Subscription Required

AMA

Kelly Heidepriem, MD, Drew Kalnow, DO, and Andy Little, DO

Sign in or Subscribe to listen.
5 starson Spotify
Sign in or Subscribe to view.Sign in or Subscribe to view.

The summary below is from an episode of ERcast: Clinical Perspectives

Patients who leave the emergency department against medical advice often describe stigma, neglect, undertreated pain, and poorly managed withdrawal as the drivers. In patients with substance use disorder, AMA risk is tightly linked to communication, analgesia, and the tone set from first contact.

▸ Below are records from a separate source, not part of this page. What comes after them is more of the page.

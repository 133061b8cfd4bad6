use crate::middleware::AttachedError;
use axum::{
    http::StatusCode,
    response::{IntoResponse, Json, Response},
};
use bugsnag_core::{OpaqueError, Reportable};
use serde::{Deserialize, Serialize};
use std::collections::HashMap;
use thiserror::Error;
use tracing::error;
use uuid::Uuid;

/// Standard API error response structure
#[derive(Debug, Serialize, Deserialize)]
pub struct ApiErrorResponse {
    /// Unique error ID for tracking
    pub error_id: String,
    /// Error type/code
    pub error_type: String,
    /// Human-readable error message
    pub message: String,
    /// Field-specific validation errors
    #[serde(skip_serializing_if = "Option::is_none")]
    pub field_errors: Option<HashMap<String, Vec<String>>>,
    /// Timestamp when error occurred
    pub timestamp: chrono::DateTime<chrono::Utc>,
}

/// Handler error that renders as JSON and is reported by the middleware
#[derive(Error, Debug)]
pub enum ApiError {
    #[error("Validation error: {message}")]
    Validation {
        message: String,
        field_errors: Option<HashMap<String, Vec<String>>>,
    },

    #[error("Authentication error: {message}")]
    Authentication { message: String },

    #[error("Authorization error: {message}")]
    Authorization { message: String },

    #[error("Resource not found: {resource_type}")]
    NotFound { resource_type: String },

    #[error("Resource conflict: {message}")]
    Conflict { message: String },

    #[error("Internal server error: {message}")]
    Internal { message: String },

    #[error("Bad request: {message}")]
    BadRequest { message: String },
}

impl ApiError {
    /// Create a validation error with field-specific errors
    pub fn validation_with_fields(
        message: impl Into<String>,
        field_errors: HashMap<String, Vec<String>>,
    ) -> Self {
        Self::Validation {
            message: message.into(),
            field_errors: Some(field_errors),
        }
    }

    pub fn validation(message: impl Into<String>) -> Self {
        Self::Validation {
            message: message.into(),
            field_errors: None,
        }
    }

    pub fn authentication(message: impl Into<String>) -> Self {
        Self::Authentication {
            message: message.into(),
        }
    }

    pub fn authorization(message: impl Into<String>) -> Self {
        Self::Authorization {
            message: message.into(),
        }
    }

    pub fn not_found(resource_type: impl Into<String>) -> Self {
        Self::NotFound {
            resource_type: resource_type.into(),
        }
    }

    pub fn conflict(message: impl Into<String>) -> Self {
        Self::Conflict {
            message: message.into(),
        }
    }

    pub fn internal(message: impl Into<String>) -> Self {
        Self::Internal {
            message: message.into(),
        }
    }

    pub fn bad_request(message: impl Into<String>) -> Self {
        Self::BadRequest {
            message: message.into(),
        }
    }

    /// Get the HTTP status code for this error
    pub fn status_code(&self) -> StatusCode {
        match self {
            ApiError::Validation { .. } => StatusCode::BAD_REQUEST,
            ApiError::Authentication { .. } => StatusCode::UNAUTHORIZED,
            ApiError::Authorization { .. } => StatusCode::FORBIDDEN,
            ApiError::NotFound { .. } => StatusCode::NOT_FOUND,
            ApiError::Conflict { .. } => StatusCode::CONFLICT,
            ApiError::Internal { .. } => StatusCode::INTERNAL_SERVER_ERROR,
            ApiError::BadRequest { .. } => StatusCode::BAD_REQUEST,
        }
    }

    /// Get the error type string
    pub fn error_type(&self) -> &'static str {
        match self {
            ApiError::Validation { .. } => "validation_error",
            ApiError::Authentication { .. } => "authentication_error",
            ApiError::Authorization { .. } => "authorization_error",
            ApiError::NotFound { .. } => "not_found",
            ApiError::Conflict { .. } => "conflict",
            ApiError::Internal { .. } => "internal_error",
            ApiError::BadRequest { .. } => "bad_request",
        }
    }

    fn message(&self) -> &str {
        match self {
            ApiError::Validation { message, .. }
            | ApiError::Authentication { message }
            | ApiError::Authorization { message }
            | ApiError::Conflict { message }
            | ApiError::Internal { message }
            | ApiError::BadRequest { message } => message,
            ApiError::NotFound { resource_type } => resource_type,
        }
    }
}

impl Reportable for ApiError {
    fn reason(&self) -> Option<String> {
        Some(self.message().to_string())
    }

    fn status(&self) -> Option<StatusCode> {
        Some(self.status_code())
    }

    fn metadata(&self) -> Option<serde_json::Map<String, serde_json::Value>> {
        let mut metadata = serde_json::Map::new();
        metadata.insert("Error type".to_string(), self.error_type().into());
        if let ApiError::Validation {
            field_errors: Some(fields),
            ..
        } = self
        {
            if let Ok(fields) = serde_json::to_value(fields) {
                metadata.insert("Field errors".to_string(), fields);
            }
        }
        Some(metadata)
    }

    /// Missing resources and rejected credentials are client noise.
    fn should_report(&self) -> Option<bool> {
        match self {
            ApiError::NotFound { .. } | ApiError::Authentication { .. } => Some(false),
            _ => None,
        }
    }
}

impl IntoResponse for ApiError {
    fn into_response(self) -> Response {
        let error_id = Uuid::new_v4().to_string();
        let status_code = self.status_code();

        error!(
            error_id = %error_id,
            error_type = %self.error_type(),
            status_code = %status_code.as_u16(),
            error = %self,
            "API error occurred"
        );

        let field_errors = match &self {
            ApiError::Validation { field_errors, .. } => field_errors.clone(),
            _ => None,
        };

        let error_response = ApiErrorResponse {
            error_id,
            error_type: self.error_type().to_string(),
            message: self.to_string(),
            field_errors,
            timestamp: chrono::Utc::now(),
        };

        let mut response = (status_code, Json(error_response)).into_response();
        response.extensions_mut().insert(AttachedError::new(self));
        response
    }
}

/// Convert anyhow errors to API errors
impl From<anyhow::Error> for ApiError {
    fn from(error: anyhow::Error) -> Self {
        ApiError::Internal {
            message: error.to_string(),
        }
    }
}

/// Response wrapper for any reportable error type.
///
/// Renders the error's status (500 when it has none) with its display text
/// as the body, and attaches the error for the reporting middleware.
#[derive(Debug)]
pub struct Reported<E>(pub E);

impl<E: Reportable + 'static> IntoResponse for Reported<E> {
    fn into_response(self) -> Response {
        let status = self.0.status().unwrap_or(StatusCode::INTERNAL_SERVER_ERROR);
        let mut response = (status, self.0.to_string()).into_response();
        response.extensions_mut().insert(AttachedError::new(self.0));
        response
    }
}

impl From<anyhow::Error> for Reported<OpaqueError> {
    fn from(error: anyhow::Error) -> Self {
        Reported(OpaqueError::from(error))
    }
}

/// Type alias for API results
pub type ApiResult<T> = Result<T, ApiError>;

AMA Care for Patients With SUD

  • Front-door stigma signals: Stigmatization often starts before the physician encounter, with comments from registration, EMS, or staff shaping the visit. Early bias can determine whether a patient feels safe enough to stay for care.
  • Attending-set bedside tone: A brief explicit acknowledgment of addiction as a disease can reset the encounter and signal respect to the whole team. We get into the opening language that changes the room in the episode.
  • Pain and withdrawal balance: Patients with addiction still have real acute pain, and withdrawal can amplify it. Multimodal analgesia plus honest early discussion of the plan helps separate appropriate treatment from unsafe requests.
  • Naloxone dosing restraint: Overshooting reversal can precipitate severe unintended withdrawal, so the principle is the lowest dose needed for the desired effect. That practical distinction is worth hearing in the chapter.
  • Needs versus wants framing: Clear boundaries matter when requested treatments are inappropriate or harmful. The goal is to explain what the patient medically needs while preserving empathy and avoiding a punitive stance.
  • Consequences of leaving AMA: When patients leave after feeling judged or ignored, they may avoid future care, return sicker, or overdose before re-engaging. Early trust-building is therefore a clinical intervention, not just bedside manner.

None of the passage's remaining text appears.